Many recruiting leaders mistakenly settle for the ambiguous and lower-level target of “aligning with corporate goals.” Obviously there is nothing wrong with aligning, but if you really want to impress executives, you must raise the bar and instead target directly impacting the strategic goals that emanate from your corporate strategy. So you must adopt as your goal to directly impact strategic goals and to quantify and increase your measurable strategic business impacts to the point where you convince executives that you are a major strategic contributor. One way to assess whether you have succeeded in providing a strategic impact is whether recruiting gets mentioned in the corporate annual report.

2. Partner with the CFO to ensure that your approach for demonstrating your impact on corporate goals is credible.

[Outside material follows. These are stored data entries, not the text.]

// Copyright (c) 2025 Fabstir
// SPDX-License-Identifier: BUSL-1.1
use std::path::PathBuf;

use thiserror::Error;

use crate::vision::ImageError;

#[derive(Debug, Error)]
pub enum ClassifierError {
    #[error(transparent)]
    Image(#[from] ImageError),

    #[error("Model file not found: {}", .0.display())]
    ModelNotFound(PathBuf),

    #[error("Failed to load model: {0:#}")]
    ModelLoad(anyhow::Error),

    #[error("Inference failed: {0:#}")]
    Inference(anyhow::Error),

    #[error("Model returned an empty output tensor")]
    EmptyOutput,

    #[error("Model output contains non-finite scores")]
    NonFiniteOutput,

    #[error("Model outputs {actual} classes but the label table has {expected}")]
    LabelMismatch { expected: usize, actual: usize },

    #[error("Invalid label table: {0}")]
    InvalidLabels(String),

    #[error("Failed to read label table {}: {source}", .path.display())]
    LabelsIo {
        path: PathBuf,
        #[source]
        source: std::io::Error,
    },

    #[error("Failed to parse label table: {0}")]
    LabelsParse(#[from] serde_json::Error),
}
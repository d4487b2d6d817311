// Copyright (c) 2025 Fabstir
// SPDX-License-Identifier: BUSL-1.1
//! Model runtime backends
//!
//! The classifier only needs "tensor in, scores out". `OnnxBackend` runs an
//! exported model with ONNX Runtime on CPU; tests plug in fakes.

use anyhow::{Context, Result};
use ndarray::Array4;
use ort::execution_providers::CPUExecutionProvider;
use ort::session::builder::GraphOptimizationLevel;
use ort::session::Session;
use ort::value::Value;
use std::path::Path;
use std::sync::{Arc, Mutex};
use tracing::{debug, info};

use super::error::ClassifierError;

/// Forward pass of an image classification network
pub trait ClassifierBackend: Send + Sync {
    /// Run one batch-of-one input tensor, returning the flattened class scores
    fn run(&self, input: Array4<f32>) -> Result<Vec<f32>>;

    /// Human-readable model name for logs and /health
    fn name(&self) -> String;
}

/// ONNX Runtime session for an exported classifier (CPU only)
#[derive(Clone)]
pub struct OnnxBackend {
    session: Arc<Mutex<Session>>,
    input_name: String,
    output_name: String,
    model_name: String,
}

impl std::fmt::Debug for OnnxBackend {
    fn fmt(&self, f: &mut std::fmt::Formatter<'_>) -> std::fmt::Result {
        f.debug_struct("OnnxBackend")
            .field("model_name", &self.model_name)
            .field("input_name", &self.input_name)
            .field("output_name", &self.output_name)
            .finish_non_exhaustive()
    }
}

impl OnnxBackend {
    /// Load a model from an `.onnx` file
    ///
    /// # Errors
    /// - `ModelNotFound` if the file does not exist
    /// - `ModelLoad` if ONNX Runtime rejects the file or the session options
    pub fn load<P: AsRef<Path>>(model_path: P, intra_threads: usize) -> Result<Self, ClassifierError> {
        let model_path = model_path.as_ref();

        if !model_path.exists() {
            return Err(ClassifierError::ModelNotFound(model_path.to_path_buf()));
        }

        info!("Loading classification model from {}", model_path.display());

        let session = Self::build_session(model_path, intra_threads)
            .map_err(ClassifierError::ModelLoad)?;

        let input_name = session
            .inputs
            .first()
            .map(|input| input.name.clone())
            .ok_or_else(|| ClassifierError::ModelLoad(anyhow::anyhow!("model declares no inputs")))?;

        let output_name = session
            .outputs
            .first()
            .map(|output| output.name.clone())
            .ok_or_else(|| ClassifierError::ModelLoad(anyhow::anyhow!("model declares no outputs")))?;

        if let Some(input) = session.inputs.first() {
            debug!("Classifier expected input: {:?}", input.input_type);
        }

        let model_name = model_path
            .file_stem()
            .map(|s| s.to_string_lossy().into_owned())
            .unwrap_or_else(|| "model".to_string());

        info!(
            "✅ Classification model loaded (CPU-only) - input: {}, output: {}",
            input_name, output_name
        );

        Ok(Self {
            session: Arc::new(Mutex::new(session)),
            input_name,
            output_name,
            model_name,
        })
    }

    fn build_session(model_path: &Path, intra_threads: usize) -> Result<Session> {
        let session = Session::builder()
            .context("Failed to create session builder")?
            .with_execution_providers([CPUExecutionProvider::default().build()])
            .context("Failed to set CPU execution provider")?
            .with_optimization_level(GraphOptimizationLevel::Level3)
            .context("Failed to set optimization level")?
            .with_intra_threads(intra_threads)
            .context("Failed to set intra threads")?
            .commit_from_file(model_path)
            .context(format!(
                "Failed to load classification model from {}",
                model_path.display()
            ))?;
        Ok(session)
    }
}

impl ClassifierBackend for OnnxBackend {
    fn run(&self, input: Array4<f32>) -> Result<Vec<f32>> {
        let mut session = self
            .session
            .lock()
            .map_err(|_| anyhow::anyhow!("model session lock poisoned"))?;

        let input_value = Value::from_array(input).context("Failed to create input tensor")?;

        let outputs = session
            .run(ort::inputs![self.input_name.as_str() => input_value])
            .context("Classification inference failed")?;

        let scores = outputs[self.output_name.as_str()]
            .try_extract_array::<f32>()
            .context("Failed to extract output tensor")?;

        debug!("Classifier output shape: {:?}", scores.shape());

        Ok(scores.iter().copied().collect())
    }

    fn name(&self) -> String {
        self.model_name.clone()
    }
}
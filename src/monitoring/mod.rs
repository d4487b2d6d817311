// Copyright (c) 2025 Fabstir
// SPDX-License-Identifier: BUSL-1.1
// src/monitoring/mod.rs - Main monitoring module

pub mod metrics;

pub use metrics::{ServiceMetrics, OUTCOME_CLIENT_ERROR, OUTCOME_OK, OUTCOME_SERVER_ERROR};
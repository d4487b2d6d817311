// Copyright (c) 2025 Fabstir
// SPDX-License-Identifier: BUSL-1.1
//! Image preprocessing for the leaf classifier
//!
//! Mirrors what the Keras training pipeline fed the network:
//! RGB, exact resize to a square input, pixel values scaled into [0, 1],
//! batch dimension of one.

use image::{imageops, DynamicImage};
use ndarray::Array4;

use crate::config::{ResizeFilter, TensorLayout, DEFAULT_TARGET_SIZE};

/// Pixel scale applied to every channel (img_to_array(img) / 255.0)
pub const PIXEL_SCALE: f32 = 1.0 / 255.0;

/// Tensor-shaping knobs
#[derive(Debug, Clone, Copy, PartialEq, Eq)]
pub struct PreprocessOptions {
    /// Square edge in pixels
    pub target_size: u32,
    pub layout: TensorLayout,
    pub filter: ResizeFilter,
}

impl Default for PreprocessOptions {
    fn default() -> Self {
        Self {
            target_size: DEFAULT_TARGET_SIZE,
            layout: TensorLayout::Nhwc,
            filter: ResizeFilter::Nearest,
        }
    }
}

impl PreprocessOptions {
    /// Shape of the tensor produced by `preprocess_image`
    pub fn input_shape(&self) -> [usize; 4] {
        let size = self.target_size as usize;
        match self.layout {
            TensorLayout::Nhwc => [1, size, size, 3],
            TensorLayout::Nchw => [1, 3, size, size],
        }
    }

    /// All-zero tensor of the model input shape, used for warm-up runs
    pub fn zeros(&self) -> Array4<f32> {
        let [n, a, b, c] = self.input_shape();
        Array4::zeros((n, a, b, c))
    }
}

/// Preprocess an image into a model input tensor
///
/// Steps:
/// 1. Convert to 8-bit RGB (alpha dropped, grayscale expanded)
/// 2. Resize exactly to target_size x target_size (aspect ratio not kept)
/// 3. Scale to [0, 1]
/// 4. Lay out as NHWC [1, H, W, 3] or NCHW [1, 3, H, W]
pub fn preprocess_image(image: &DynamicImage, options: &PreprocessOptions) -> Array4<f32> {
    let size = options.target_size;
    let rgb = image.to_rgb8();
    let rgb = if rgb.dimensions() == (size, size) {
        rgb
    } else {
        imageops::resize(&rgb, size, size, options.filter.as_filter_type())
    };

    let mut tensor = options.zeros();

    for (x, y, pixel) in rgb.enumerate_pixels() {
        let (x, y) = (x as usize, y as usize);
        for c in 0..3 {
            let value = pixel[c] as f32 * PIXEL_SCALE;
            match options.layout {
                TensorLayout::Nhwc => tensor[[0, y, x, c]] = value,
                TensorLayout::Nchw => tensor[[0, c, y, x]] = value,
            }
        }
    }

    tensor
}
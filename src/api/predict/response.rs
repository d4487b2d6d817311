// Copyright (c) 2025 Fabstir
// SPDX-License-Identifier: BUSL-1.1
//! Prediction response types

use serde::{Deserialize, Serialize};

use crate::classifier::Classification;
use crate::config::ResponseMode;

/// Description returned by the stub response mode
pub const STUB_DESCRIPTION: &str = "Description not available.";

/// Prevention text returned by the stub response mode
pub const STUB_PREVENTION: &str = "Prevention advice not available.";

/// Prediction payload, shaped by the configured `ResponseMode`
#[derive(Debug, Clone, PartialEq, Serialize, Deserialize)]
#[serde(untagged)]
pub enum PredictionData {
    /// `full` and `stub` modes
    Labeled {
        class: String,
        description: String,
        prevention: String,
        confidence: f32,
    },
    /// `id-only` mode: class is the model output index
    IdOnly { class: usize, confidence: f32 },
}

/// Successful prediction: `{"data": {...}}`
#[derive(Debug, Clone, PartialEq, Serialize, Deserialize)]
pub struct PredictResponse {
    pub data: PredictionData,
}

impl PredictResponse {
    pub fn from_classification(classification: &Classification, mode: ResponseMode) -> Self {
        let data = match mode {
            ResponseMode::Full => PredictionData::Labeled {
                class: classification.class_name.clone(),
                description: classification.description.clone(),
                prevention: classification.prevention.clone(),
                confidence: classification.confidence,
            },
            ResponseMode::Stub => PredictionData::Labeled {
                class: classification.class_name.clone(),
                description: STUB_DESCRIPTION.to_string(),
                prevention: STUB_PREVENTION.to_string(),
                confidence: classification.confidence,
            },
            ResponseMode::IdOnly => PredictionData::IdOnly {
                class: classification.class_index,
                confidence: classification.confidence,
            },
        };

        Self { data }
    }
}
// Copyright (c) 2025 Fabstir
// SPDX-License-Identifier: BUSL-1.1
//! Image handling for the classifier
//!
//! - `image_utils` - decoding uploads (raw bytes or base64)
//! - `preprocessing` - resizing and scaling into the model input tensor

pub mod image_utils;
pub mod preprocessing;

pub use image_utils::{
    decode_base64_image, decode_image_bytes, detect_format, ImageError,
    ImageInfo,
};
pub use preprocessing::{preprocess_image, PreprocessOptions};
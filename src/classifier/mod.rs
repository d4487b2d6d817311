// Copyright (c) 2025 Fabstir
// SPDX-License-Identifier: BUSL-1.1
//! Chili leaf disease classifier
//!
//! Components:
//! - `backend` - model runtime seam and the ONNX Runtime implementation
//! - `labels` - class name / description / prevention table
//! - `model` - preprocessing + forward pass + label lookup
//! - `error` - classifier error type

pub mod backend;
pub mod error;
pub mod labels;
pub mod model;

pub use backend::{ClassifierBackend, OnnxBackend};
pub use error::ClassifierError;
pub use labels::{ClassLabel, LabelTable};
pub use model::{softmax, top_class, Classification, Classifier};
// Copyright (c) 2025 Fabstir
// SPDX-License-Identifier: BUSL-1.1
//! Prediction API endpoint module
//!
//! Provides POST /predict_image/ (multipart upload) and POST /v1/classify
//! (base64 JSON) for classifying chili leaf images.

pub mod handler;
pub mod request;
pub mod response;

pub use handler::{classify_handler, predict_image_handler, FILE_FIELD};
pub use request::ClassifyRequest;
pub use response::{PredictResponse, PredictionData, STUB_DESCRIPTION, STUB_PREVENTION};
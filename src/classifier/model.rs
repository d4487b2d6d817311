// Copyright (c) 2025 Fabstir
// SPDX-License-Identifier: BUSL-1.1
//! Classification pipeline: preprocess, forward pass, label lookup

use std::sync::Arc;
use std::time::Instant;

use image::DynamicImage;
use tracing::{debug, info};

use super::backend::ClassifierBackend;
use super::error::ClassifierError;
use super::labels::{ClassLabel, LabelTable};
use crate::vision::{decode_image_bytes, preprocess_image, PreprocessOptions};

/// Result of classifying one image
#[derive(Debug, Clone, PartialEq)]
pub struct Classification {
    /// Index of the winning output unit
    pub class_index: usize,
    pub class_name: String,
    pub description: String,
    pub prevention: String,
    /// Score of the winning class (0.0-1.0 for softmax outputs)
    pub confidence: f32,
    pub processing_time_ms: u64,
}

/// Image classifier bound to a model backend and a label table
///
/// The backend's output width is checked against the label table once,
/// at construction, so a request can never index past the table.
pub struct Classifier {
    backend: Arc<dyn ClassifierBackend>,
    labels: LabelTable,
    options: PreprocessOptions,
    apply_softmax: bool,
}

impl std::fmt::Debug for Classifier {
    fn fmt(&self, f: &mut std::fmt::Formatter<'_>) -> std::fmt::Result {
        f.debug_struct("Classifier")
            .field("model", &self.backend.name())
            .field("classes", &self.labels.len())
            .field("options", &self.options)
            .field("apply_softmax", &self.apply_softmax)
            .finish()
    }
}

impl Classifier {
    /// Create a classifier and validate it with a warm-up forward pass
    pub fn new(
        backend: Arc<dyn ClassifierBackend>,
        labels: LabelTable,
        options: PreprocessOptions,
        apply_softmax: bool,
    ) -> Result<Self, ClassifierError> {
        let started = Instant::now();
        let scores = backend
            .run(options.zeros())
            .map_err(ClassifierError::Inference)?;

        if scores.len() != labels.len() {
            return Err(ClassifierError::LabelMismatch {
                expected: labels.len(),
                actual: scores.len(),
            });
        }

        info!(
            "Classifier warm-up complete: {} classes, input {:?}, {}ms",
            labels.len(),
            options.input_shape(),
            started.elapsed().as_millis()
        );

        Ok(Self {
            backend,
            labels,
            options,
            apply_softmax,
        })
    }

    pub fn labels(&self) -> &LabelTable {
        &self.labels
    }

    pub fn model_name(&self) -> String {
        self.backend.name()
    }

    /// Classify raw upload bytes
    pub fn classify_bytes(
        &self,
        bytes: &[u8],
        max_bytes: usize,
    ) -> Result<Classification, ClassifierError> {
        let (image, info) = decode_image_bytes(bytes, max_bytes)?;
        debug!(
            "Decoded image: {}x{}, {:?}, {} bytes",
            info.width, info.height, info.format, info.size_bytes
        );
        self.classify(&image)
    }

    /// Classify a decoded image
    pub fn classify(&self, image: &DynamicImage) -> Result<Classification, ClassifierError> {
        let started = Instant::now();

        let input = preprocess_image(image, &self.options);
        let raw = self.backend.run(input).map_err(ClassifierError::Inference)?;

        let scores = if self.apply_softmax {
            softmax(&raw)
        } else {
            raw
        };

        let (class_index, confidence) = top_class(&scores)?;
        let label: &ClassLabel =
            self.labels
                .get(class_index)
                .ok_or(ClassifierError::LabelMismatch {
                    expected: self.labels.len(),
                    actual: scores.len(),
                })?;

        Ok(Classification {
            class_index,
            class_name: label.name.clone(),
            description: label.description.clone(),
            prevention: label.prevention.clone(),
            confidence,
            processing_time_ms: started.elapsed().as_millis() as u64,
        })
    }
}

/// Index and value of the highest score; ties resolve to the lowest index
pub fn top_class(scores: &[f32]) -> Result<(usize, f32), ClassifierError> {
    if scores.is_empty() {
        return Err(ClassifierError::EmptyOutput);
    }
    if scores.iter().any(|s| !s.is_finite()) {
        return Err(ClassifierError::NonFiniteOutput);
    }

    let mut best = (0, scores[0]);
    for (index, &score) in scores.iter().enumerate().skip(1) {
        if score > best.1 {
            best = (index, score);
        }
    }
    Ok(best)
}

/// Numerically stable softmax
pub fn softmax(logits: &[f32]) -> Vec<f32> {
    let max = logits.iter().copied().fold(f32::NEG_INFINITY, f32::max);
    let exps: Vec<f32> = logits.iter().map(|&x| (x - max).exp()).collect();
    let sum: f32 = exps.iter().sum();
    exps.into_iter().map(|e| e / sum).collect()
}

Many recruiting executives mistakenly move ahead with a strategic recruiting impact plan that they have developed independently. Instead, a collaborative approach is needed in order to pretest the plan, to ensure that it is defendable and that it has no major flaws. Because the CFO is the king of corporate metrics, if he or she agrees that your mutually developed approach to demonstrating and quantifying your goal impact is credible, it is highly likely that they will help you defend it. The CFO’s office can help you establish a hard to dispute “impact chain,” which demonstrates a clear and direct connection between improved recruiting results and a subsequent improvement in business results. The direct connection between improved recruiting and business results can often be made even clearer if the CFO calculates a positive statistical correlation between the two results.

3. Identify the goals to target from the strategic plan.

The next step for recruiting leaders is to identify the goals that emanate from the corporate strategy. Make sure that you identify the correct set of goals by working with the CEO’s office. Alternative ways of identifying these strategic goals include reviewing the annual report, reading the CEO’s speeches and blogs, looking at the executive’s bonus criteria or by reading the strategic plan itself. Once you have a complete list of the goals, you should prioritize the ones that recruiting has the biggest opportunity to impact. Corporate strategic goals often include increasing results like revenue, profit, product innovation, market share and the stock price

4. Accept increasing revenue as the most important strategic goal to impact.

Because increasing corporate revenue (a.k.a. top-line growth) is almost always a primary goal, it is critical that recruiting focus on directly increasing that revenue. Recruiting can best increase revenue by focusing its recruiting talent and resources on filling jobs in high revenue-generating business units and by filling revenue generating jobs faster and with high performing talent. The increase in revenue created by recruiting can best be quantified by designing a process to measure the increased performance and output that occurs as a result of hiring better performing individuals. Begin the calculation by finding the average revenue per employee at your firm (which is simply the number of employees divided by the total corporate revenue). Next, use performance appraisal scores (or employee output data) to identify the percentage that recent hires perform above the average employee. Then multiply this on-the-job performance improvement percentage by the revenue per employee number to get the dollar value added by each new hire. Next, multiply this final value-added dollar amount by the number of new hires, in order to get recruiting’s total revenue impact for the year. Obviously, if you can show that an improved hiring process results in hiring individuals that perform a significant percentage better on the job, the dollar impact of recruiting will be easy for everyone to see. If the average new hire stays longer than expected, you may also be able to quantify the value added by improved new hire retention rates.

5. Accept job prioritization as the key driver for increasing your business impact.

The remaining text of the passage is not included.